It does, but first it generates isolated environment. Would diff between output of rpmbuild -ba
and osc build
(or osc lbl
) be any helpful?
@mcepl rpmbuild -ba
succeeds while osc build
fails due to the index error. There are several differences in the compiler and linker flags passed as argument to CMake in the osc build
vs. the rpmbuild
, but even when using the rpmbuild
-generated CMake command in an osc shell
, there are still Rpath issues, so osc
must be setting environment variables as well. This means we have to open an account on OpenSUSE to be able to troubleshoot the specfile in an osc shell
.
@junghans I think there is something wrong in the CMake command, either an incorrect linking flag or an Rpath error. Within osc shell
, I can compile espresso and run the Python tests just fine:
cd /home/abuild/rpmbuild/BUILD/espresso/build
rm -rf *
rm -rf /home/abuild/rpmbuild/BUILDROOT/python3-espressomd-4.1.2-0.x86_64/usr/lib64/python3.7/site-packages/espressomd/*
cmake .. -DCMAKE_BUILD_TYPE=Debug -DMPIEXEC_PREFLAGS=--allow-run-as-root
make -j24 check_python ARGS=-j24
In that shell, I also tried the fully expanded CMake command used by osc build
and tinkered with the linker flags, both the additional ones from your specfile and those added by osc
, without success.
@jngrad yeah rpm hates rpath hence %cmake
injects something like -DCMAKE_SKIP_RPATH:BOOL=ON
and that is why we have to explicitly use LD_LIBRARY_PATH
with make check
. Is there a way to compile espresso without an rpath being injected after install?
(On Fedora, which isn't as strict with rpaths, I found that even with -DCMAKE_INSTALL_RPATH=""
the libraries will have some like /tmp/foo/bar
in the rpath.)
@junghans Just had a look with objdump -a -x
in the .so files and the RPATH field is indeed empty.

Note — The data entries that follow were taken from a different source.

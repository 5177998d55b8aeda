//! Random number helpers.
//!
//! Runners own a seeded [`MoeaRng`]; operators receive it as
//! `&mut dyn RngCore` so they can live behind trait objects.

use rand::rngs::StdRng;
use rand::seq::SliceRandom;
use rand::{Rng, RngCore, SeedableRng};

/// The RNG type owned by runners.
pub type MoeaRng = StdRng;

/// Creates a deterministic RNG from a seed.
pub fn create_rng(seed: u64) -> MoeaRng {
    StdRng::seed_from_u64(seed)
}

/// Creates the RNG for a run: seeded when `seed` is set, random otherwise.
pub fn rng_from_seed(seed: Option<u64>) -> MoeaRng {
    match seed {
        Some(seed) => create_rng(seed),
        None => create_rng(rand::random()),
    }
}

/// Uniform real in `[low, high)`.
///
/// Returns `low` when the interval is empty, so degenerate parameter
/// ranges such as `WMin == WMax` are allowed.
pub fn uniform(rng: &mut dyn RngCore, low: f64, high: f64) -> f64 {
    if high > low {
        rng.random_range(low..high)
    } else {
        low
    }
}

/// Uniform real in `[0, 1)`.
pub fn unit(rng: &mut dyn RngCore) -> f64 {
    rng.random::<f64>()
}

/// Uniform index in `0..n`. `n` must be positive.
pub fn index(rng: &mut dyn RngCore, n: usize) -> usize {
    assert!(n > 0, "cannot draw an index from an empty range");
    rng.random_range(0..n)
}

/// A random permutation of `0..n`.
pub fn int_permutation(n: usize, rng: &mut dyn RngCore) -> Vec<usize> {
    let mut perm: Vec<usize> = (0..n).collect();
    perm.shuffle(rng);
    perm
}
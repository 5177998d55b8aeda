//! AbYSS configuration.

use crate::diversification::DEFAULT_SUBRANGES;
use crate::error::Result;
use crate::operators::{
    OperatorSpec, Parameters, DEFAULT_MUTATION_DISTRIBUTION_INDEX, DEFAULT_SBX_DISTRIBUTION_INDEX,
};

/// Configuration for AbYSS.
///
/// # Examples
///
/// ```
/// use u_moea::abyss::AbyssConfig;
///
/// let config = AbyssConfig::default()
///     .with_max_evaluations(5_000)
///     .with_seed(1);
/// assert!(config.validate().is_ok());
/// assert_eq!(config.ref_set1_size, 10);
/// ```
#[derive(Debug, Clone, PartialEq)]
pub struct AbyssConfig {
    /// Size of the working population rebuilt at every restart.
    pub population_size: usize,

    /// Capacity of the quality reference set.
    pub ref_set1_size: usize,

    /// Capacity of the diversity reference set.
    pub ref_set2_size: usize,

    /// Capacity of the external crowding archive.
    pub archive_size: usize,

    /// Evaluation budget.
    pub max_evaluations: usize,

    /// Combination operator applied to reference-set pairs.
    pub crossover: OperatorSpec,

    /// Improvement operator applied to every new solution.
    ///
    /// For the default `MutationLocalSearch`, a missing
    /// `mutation.probability` defaults to `1 / n`.
    pub improvement: OperatorSpec,

    /// Bands per variable used by the diversification generator.
    pub number_of_subranges: usize,

    /// Whether to evaluate batches in parallel using rayon.
    pub parallel: bool,

    /// Random seed for reproducibility.
    ///
    /// `None` uses a random seed.
    pub seed: Option<u64>,
}

impl Default for AbyssConfig {
    fn default() -> Self {
        Self {
            population_size: 20,
            ref_set1_size: 10,
            ref_set2_size: 10,
            archive_size: 100,
            max_evaluations: 25_000,
            crossover: default_crossover(),
            improvement: default_improvement(),
            number_of_subranges: DEFAULT_SUBRANGES,
            parallel: true,
            seed: None,
        }
    }
}

fn default_crossover() -> OperatorSpec {
    OperatorSpec::new("SBXCrossover")
        .with("probability", 1.0)
        .with("distributionIndex", DEFAULT_SBX_DISTRIBUTION_INDEX)
}

fn default_improvement() -> OperatorSpec {
    OperatorSpec::new("MutationLocalSearch")
        .with("improvementRounds", 1)
        .with("mutation", "PolynomialMutation")
        .with("mutation.distributionIndex", DEFAULT_MUTATION_DISTRIBUTION_INDEX)
}

impl AbyssConfig {
    /// Sets the working population size.
    pub fn with_population_size(mut self, n: usize) -> Self {
        self.population_size = n;
        self
    }

    /// Sets both reference set capacities.
    pub fn with_ref_set_sizes(mut self, ref_set1: usize, ref_set2: usize) -> Self {
        self.ref_set1_size = ref_set1;
        self.ref_set2_size = ref_set2;
        self
    }

    /// Sets the external archive capacity.
    pub fn with_archive_size(mut self, n: usize) -> Self {
        self.archive_size = n;
        self
    }

    /// Sets the evaluation budget.
    pub fn with_max_evaluations(mut self, n: usize) -> Self {
        self.max_evaluations = n;
        self
    }

    /// Sets the combination operator.
    pub fn with_crossover(mut self, crossover: OperatorSpec) -> Self {
        self.crossover = crossover;
        self
    }

    /// Sets the improvement operator.
    pub fn with_improvement(mut self, improvement: OperatorSpec) -> Self {
        self.improvement = improvement;
        self
    }

    /// Sets the number of diversification bands per variable.
    pub fn with_number_of_subranges(mut self, n: usize) -> Self {
        self.number_of_subranges = n;
        self
    }

    /// Enables or disables parallel evaluation.
    pub fn with_parallel(mut self, parallel: bool) -> Self {
        self.parallel = parallel;
        self
    }

    /// Sets the random seed for reproducibility.
    pub fn with_seed(mut self, seed: u64) -> Self {
        self.seed = Some(seed);
        self
    }

    /// Reads a configuration from a parameter bag.
    ///
    /// Keys: `populationSize`, `refSet1Size`, `refSet2Size`,
    /// `archiveSize`, `maxEvaluations`, `crossover` (and `crossover.*`),
    /// `improvement` (and `improvement.*`), `numberOfSubranges`,
    /// `parallel`, `seed`. Operator settings that are not given keep the
    /// defaults of the default operators.
    pub fn from_parameters(params: &Parameters) -> Result<Self> {
        let d = Self::default();
        let operator = |key: &str, default: &OperatorSpec| -> Result<OperatorSpec> {
            let mut spec = OperatorSpec::from_parameters(params, key, &default.name)?;
            if spec.name.eq_ignore_ascii_case(&default.name) {
                for (k, v) in default.parameters.iter() {
                    spec.parameters = spec.parameters.with_default(k, v.clone());
                }
            }
            Ok(spec)
        };

        Ok(Self {
            population_size: params.usize_or("populationSize", d.population_size)?,
            ref_set1_size: params.usize_or("refSet1Size", d.ref_set1_size)?,
            ref_set2_size: params.usize_or("refSet2Size", d.ref_set2_size)?,
            archive_size: params.usize_or("archiveSize", d.archive_size)?,
            max_evaluations: params.usize_or("maxEvaluations", d.max_evaluations)?,
            crossover: operator("crossover", &d.crossover)?,
            improvement: operator("improvement", &d.improvement)?,
            number_of_subranges: params.usize_or("numberOfSubranges", d.number_of_subranges)?,
            parallel: params.bool_or("parallel", d.parallel)?,
            seed: params.seed("seed")?,
        })
    }

    /// Validates the configuration.
    pub fn validate(&self) -> std::result::Result<(), String> {
        if self.population_size == 0 {
            return Err("population_size must be at least 1".into());
        }
        if self.ref_set1_size == 0 {
            return Err("ref_set1_size must be at least 1".into());
        }
        if self.archive_size == 0 {
            return Err("archive_size must be at least 1".into());
        }
        if self.max_evaluations == 0 {
            return Err("max_evaluations must be at least 1".into());
        }
        if self.number_of_subranges == 0 {
            return Err("number_of_subranges must be at least 1".into());
        }
        Ok(())
    }
}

This makes sense now. OpenSUSE forbids hardcoded Rpath values in .so files, so we have to work around it. The issue is reproducible on Ubuntu 18.04 simply by copying the osc
CMake command:
cd build
rm -rf *
rm -rf /tmp/espresso-unit-tests
cp ../maintainer/configs/empty.hpp myconfig.hpp
cmake .. '-GUnix Makefiles' -DCMAKE_INSTALL_PREFIX:PATH=/tmp/espresso-unit-tests \
-DCMAKE_INSTALL_LIBDIR:PATH=/usr/lib -DCMAKE_BUILD_TYPE=Debug \
-DCMAKE_C_FLAGS='-Og -Wall -D_FORTIFY_SOURCE=2 -Werror=return-type -flto=auto -DNDEBUG' \
-DCMAKE_CXX_FLAGS='-Og -Wall -D_FORTIFY_SOURCE=2 -Werror=return-type -flto=auto -DNDEBUG' \
-DCMAKE_EXE_LINKER_FLAGS='-flto=auto -Wl,--as-needed -Wl,--no-undefined -Wl,-z,now' \
-DCMAKE_MODULE_LINKER_FLAGS='-flto=auto -Wl,--as-needed' \
-DCMAKE_SHARED_LINKER_FLAGS='-flto=auto -Wl,--as-needed -Wl,--no-undefined -Wl,-z,now' \
-DCMAKE_SKIP_RPATH:BOOL=ON -DBUILD_SHARED_LIBS:BOOL=ON \
-DCMAKE_COLOR_MAKEFILE:BOOL=OFF \
-DCMAKE_SHARED_LINKER_FLAGS='-Wl,--as-needed -Wl,-z,now' \
-DPYTHON_EXECUTABLE=/usr/bin/python3 -DINSTALL_PYPRESSO=OFF
make -j$(nproc) install
# trigger index error
LD_LIBRARY_PATH="/tmp/espresso-unit-tests/lib/python3.6/site-packages/espressomd/:/usr/lib/x86_64-linux-gnu/openmpi" make -j$(nproc) check_python ARGS="-R ^lb_momentum_conservation$"
# GDB backtrace
LD_LIBRARY_PATH="/tmp/espresso-unit-tests/lib/python3.6/site-packages/espressomd/:/usr/lib/x86_64-linux-gnu/openmpi" ./pypresso --gdb "testsuite/python/lb_momentum_conservation.py"
(gdb) catch throw
(gdb) run
(gdb) bt
For some reason, with the Ubuntu build the GDB backtrace doesn't allow printing the value of Cython variables (either empty or optimized out), while in the OpenSUSE build most of them can be printed.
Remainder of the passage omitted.